In the scruffy silence of the hospital corridor, she thought she heard Minnie Parry at her most comfortably Brummy: Yow don’t go worrying about us, my duck. We’re retired, got all the time in the world to worry about ourselves.
Instinctively she unslung her bag, plunged a hand in. But Gomer was there first.
‘Have one o’ mine, v
icar. Extra-high tar, see.’
4
Repaganization
TUESDAY BEGAN WITH a brown fog over the windows like dirty lace curtains. The house was too quiet. They ought to get a dog. Two dogs, Robin had said after breakfast, before going off for a walk on his own.
He’d end up, inevitably, at the church, just to satisfy himself it hadn’t disappeared in the mist. He would walk all around the ruins, and the ruins would look spectacularly eerie and Robin would think, Yes!
From the kitchen window, Betty watched him cross the yard between dank and oily puddles, then let himself into the old barn, where they’d stowed the oak box. Robin also thought it was seriously cool having a barn of your own. Hey! How about I stash this in... the barn?

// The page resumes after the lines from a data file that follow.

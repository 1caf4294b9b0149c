//! Console tracing setup.
//!
//! Provides [`Telemetry`] for installing a `tracing` subscriber. Only available
//! with the `telemetry` feature.

use std::env;

use tracing_subscriber::{EnvFilter, layer::SubscriberExt, util::SubscriberInitExt};

/// Resolve an env var with a programmatic fallback.
fn resolve_env(env_key: &str, fallback: Option<&str>) -> Option<String> {
    env::var(env_key)
        .ok()
        .filter(|v| !v.trim().is_empty())
        .or_else(|| fallback.map(str::to_owned))
}

/// Service identity and log level for the subscriber.
///
/// The service name can be overridden with `FAUCET_SERVICE_NAME`; the level
/// filter with `RUST_LOG`.
#[derive(Debug, Default)]
pub struct Telemetry {
    name: Option<String>,
    version: Option<String>,
    log_level: Option<String>,
}

impl Telemetry {
    /// Creates a new, empty [`Telemetry`] instance.
    #[must_use]
    pub fn new() -> Self {
        Self::default()
    }

    /// Sets the service name.
    #[must_use]
    pub fn with_name(mut self, name: impl Into<String>) -> Self {
        self.name = Some(name.into());
        self
    }

    /// Sets the service version.
    #[must_use]
    pub fn with_version(mut self, version: impl Into<String>) -> Self {
        self.version = Some(version.into());
        self
    }

    /// Sets the log level filter used when `RUST_LOG` is not set.
    ///
    /// Accepts any valid [`EnvFilter`] directive string (e.g. `"debug"`,
    /// `"faucet_config=debug"`).
    #[must_use]
    pub fn with_log_level(mut self, level: impl Into<String>) -> Self {
        self.log_level = Some(level.into());
        self
    }

    /// Installs the global subscriber. Logs go to stderr so command output on
    /// stdout stays machine-readable.
    ///
    /// Does nothing if a subscriber is already installed.
    pub fn register(self) {
        let fallback = self.log_level.as_deref().unwrap_or("info");
        let installed = tracing_subscriber::registry()
            .with(EnvFilter::try_from_default_env().unwrap_or_else(|_| fallback.into()))
            .with(tracing_subscriber::fmt::layer().with_writer(std::io::stderr))
            .try_init()
            .is_ok();

        if installed {
            let name = resolve_env("FAUCET_SERVICE_NAME", self.name.as_deref());
            tracing::debug!(
                service = name.as_deref().unwrap_or("unknown"),
                version = self.version.as_deref().unwrap_or("unknown"),
                "tracing initialised"
            );
        }
    }
}
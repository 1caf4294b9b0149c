//! `faucet-config export` command — write the static-export build configuration.

use std::fs;
use std::path::Path;

use crate::config::load_settings_or_default;
use crate::error::Error;

/// Execute the `export` command.
///
/// Validates the `[export]` settings before writing `output`, so an invalid
/// combination never reaches the hosting framework.
///
/// # Errors
///
/// Returns an error if settings cannot be loaded, the flags are invalid, or
/// writing fails.
pub fn run(settings_path: &Path, output: &Path) -> Result<(), Error> {
    let settings = load_settings_or_default(settings_path)?;
    settings.export.validate()?;
    let json = settings.export.to_json()?;
    fs::write(output, json + "\n")
        .map_err(|e| Error::config_with(format!("failed to write '{}'", output.display()), e))?;

    #[cfg(feature = "telemetry")]
    tracing::info!(path = %output.display(), output = ?settings.export.output, "build config written");
    Ok(())
}
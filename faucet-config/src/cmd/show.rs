//! `faucet-config show` command — print the wallet-client configuration.

use std::path::Path;

use crate::config::load_settings_or_default;
use crate::error::Error;
use crate::storage::ExecutionContext;
use crate::wallet::{ConfigCell, WalletConfig};

/// Execute the `show` command.
///
/// Builds the configuration into `cell` (or reuses it) and prints its JSON view
/// to stdout.
///
/// # Errors
///
/// Returns an error if the settings file cannot be loaded or the view cannot
/// be serialised.
#[allow(clippy::print_stdout)]
pub fn run(
    cell: &ConfigCell,
    settings_path: &Path,
    project_id: &str,
    context: ExecutionContext,
) -> Result<(), Error> {
    let settings = load_settings_or_default(settings_path)?;
    let config = cell.get_or_init(|| WalletConfig::build(&settings, project_id, context));
    let json = serde_json::to_string_pretty(&config.view())
        .map_err(|e| Error::config_with("failed to serialise wallet config", e))?;
    println!("{json}");
    Ok(())
}
//! The lane duel rules.
//!
//! ## Key Types
//!
//! - `GameState`: Board, players, round and turn for one game
//! - `RulesEngine`: Applies one action to a game state
//! - `DuelRules`: The duel's `RulesEngine`
//! - `TurnEngine`: Runs games in sequence and keeps the win tally
//! - `ActionOutput`: The result record of a query, rejection or kill

pub mod combat;
pub mod engine;
pub mod output;
pub mod powers;
pub mod state;

pub use engine::{DuelRules, GameResult, Handled, RulesEngine, Tally, TurnEngine};
pub use output::{ActionOutput, CardView, HeroView, Payload};
pub use state::{GameSetup, GameState};
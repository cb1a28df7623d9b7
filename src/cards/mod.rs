//! Card system: definitions, the name catalog, and runtime card state.
//!
//! ## Key Types
//!
//! - `CardDefinition`: Static card data as it arrives from the input
//! - `MinionKind` / `HeroPower`: Names resolved into closed rule enums
//! - `Minion`: A deck card with its combat state
//! - `Hero`: A player's hero with its power

pub mod catalog;
pub mod definition;
pub mod hero;
pub mod minion;

pub use catalog::{HeroPower, LaneRole, MinionAbility, MinionKind, TargetSide};
pub use definition::{CardDefinition, Colors};
pub use hero::Hero;
pub use minion::Minion;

When she was sure he wouldn’t be coming back for a while, Betty brought out, from the bottom shelf of the dampest kitchen cupboard, the secret copy she’d managed to make of that awful witch charm. She’d done this on Robin’s photocopier while he’d gone for a tour of Old Hindwell with George and Vivvie, their weekend visitors who – for several reasons – she could have done without.
Betty now took the copy over to the window sill. Produced in high contrast, for definition, it looked even more obscurely threatening than the original.
First the flash-vision of the praying man in the church, then this.
O Lord, Jesus Christ Saviour Salvator I beseech the salvation of all who dwell within from witchcraft and from the power of all evil... Amen Amen Amen... Dei nunce... Amen Amen Amen Amen Amen.
Ritualistic repetition. A curious mixture of Catholic and Anglican. And also:
By Jehovah, Jehovah and by the Ineffable Names 17317... Holy Names... Elohim... Emmanuel...
Jewish mysticism... the Kabbalah. A strong hint of ritual magic. And then those symbols – planetary, Betty thought, astrological.
It was bizarre and muddled, a nineteenth-century cobbling together of Christianity and the occult. And it seemed utterly genuine.
It was someone saying: We know about you. We know what you are.
And we know how to deal with you.
Inside the barn, the mysterious box was still there, tucked down the side of a manger. All the hassle it was causing with Betty, Robin had been kind of hoping the Local People would somehow have spirited this item away again. It was cute, it was weird but it was, essentially, a crock of shit. A joke, right?